ANDREW M. SEDER firstname.lastname@example.org
October 8, 2013
Don’t count U.S. Rep. Lou Barletta among the small group of Republicans that would vote for a no-strings attached funding plan to end the government shutdown.
The Hazleton Republican on Tuesday said he’s changed his mind and is now throwing his support behind a continuing resolution tied to the repeal of the medical device tax provision in Obamacare.
When asked as recently as Monday afternoon on whether the congressman would vote for what’s called a clean continuing resolution, Barletta’s spokesman Tim Murtaugh said he would. But sometime between Monday afternoon and Tuesday morning, things changed.
“The whole process is a series of moving targets, and negotiations change hourly,” Murtaugh said.
He noted “a growing number of Democrats emerged that would support repeal of the medical device tax.” That momentum has led to Barletta hitching his cart to that horse and seeing if it can pass the House and the Senate and end the shutdown while also repealing another part of the unpopular with the GOP Obamacare.
“I’m a former mayor, so I’m looking for solutions to problems. Sometimes being in Congress means practicing the art of the possible. We can keep the government open and dismantle a major funding source of Obamacare,” Barletta said. “We’ll get rid of an Obamacare tax that kills jobs, raises costs of important medical equipment and best of all can pass the House and Senate.”

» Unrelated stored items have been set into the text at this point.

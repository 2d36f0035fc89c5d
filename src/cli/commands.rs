//! CLI command implementations

use std::path::Path;
use std::sync::Arc;

use crate::broker::ModuleRegistry;
use crate::engine::Engine;
use crate::http_server::{BrokerConfig, HttpServer};
use crate::modules::KeyvalModule;
use crate::store::{BrokerStore, FileStore, MemoryStore};

use super::args::{Cli, Command};
use super::errors::{CliError, CliResult};

/// Dispatch a parsed CLI invocation.
pub fn run_command(cli: Cli) -> CliResult<()> {
    match cli.command {
        Command::Serve { config } => serve(config.as_deref()),
        Command::CheckConfig { config } => check_config(&config),
    }
}

/// Boot the broker and serve until the process exits.
pub fn serve(config_path: Option<&Path>) -> CliResult<()> {
    let config = match config_path {
        Some(path) => BrokerConfig::load(path)
            .map_err(|e| CliError::Config(format!("{}: {}", path.display(), e)))?,
        None => BrokerConfig::default(),
    };

    let store: Arc<dyn BrokerStore> = match &config.data_dir {
        Some(dir) => Arc::new(FileStore::open(dir)?),
        None => Arc::new(MemoryStore::new()),
    };

    let mut registry = ModuleRegistry::new();
    registry.register(Arc::new(KeyvalModule::new()))?;

    let engine = Engine::new(store, Arc::new(registry));
    let server = HttpServer::new(config, engine.clone());

    let runtime = tokio::runtime::Runtime::new()?;
    runtime.block_on(async {
        // Resume operations a previous process left in flight before
        // accepting new requests against them.
        engine.recover()?;
        server.start().await?;
        Ok(())
    })
}

/// Parse and report on a configuration file without starting anything.
pub fn check_config(path: &Path) -> CliResult<()> {
    let config = BrokerConfig::load(path)
        .map_err(|e| CliError::Config(format!("{}: {}", path.display(), e)))?;
    println!("configuration ok: will bind {}", config.socket_addr());
    Ok(())
}

#[cfg(test)]
mod tests {
    use super::*;

    #[test]
    fn test_check_config_accepts_minimal_file() {
        let dir = tempfile::tempdir().unwrap();
        let path = dir.path().join("broker.json");
        std::fs::write(&path, "{}").unwrap();
        assert!(check_config(&path).is_ok());
    }

    #[test]
    fn test_check_config_reports_missing_file() {
        let err = check_config(Path::new("/no/such/file.json")).unwrap_err();
        assert!(matches!(err, CliError::Config(_)));
    }
}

The switch in support came right around the same time U.S. Sen. Bob Casey, D-Scranton, sent a letter to House Majority Leader John Boehner urging for a vote in that chamber on a clean continuing resolution to reopen the government. In the letter he noted, “the majority of the Pennsylvania Congressional delegation, including five Republican members of the House of Representatives, is publicly supportive.”
Barletta was included as one of those five.
Murtaugh said Barletta does not believe any no-strings-attached funding bills would come up for a vote in the House. If one were to, he doubts the votes are there to pass it.
But as more Democrats, whom Murtaugh called “brave,” have come out in support of the tax repeal plan, Barletta has become increasing confident that that’s the best course of action.
And while plenty of Democrats have publicly said they agree the medical device tax should be repealed, including Casey, the senator said tying it to the government funding plan is not the way to go about it.
In related news out of Washington on Tuesday, Barletta called for a Constitutional amendment to require a balanced federal budget as a trade-off for raising the nation’s debt limit as requested by President Obama. Barletta made his proposal during a meeting of the House of Representatives Republican conference.
“This is a country that spends $1 trillion more each year than it takes in,” Barletta said. “If we’re talking about raising our credit limit, I don’t think it’s too much to ask that we require our government to balance its checkbook.”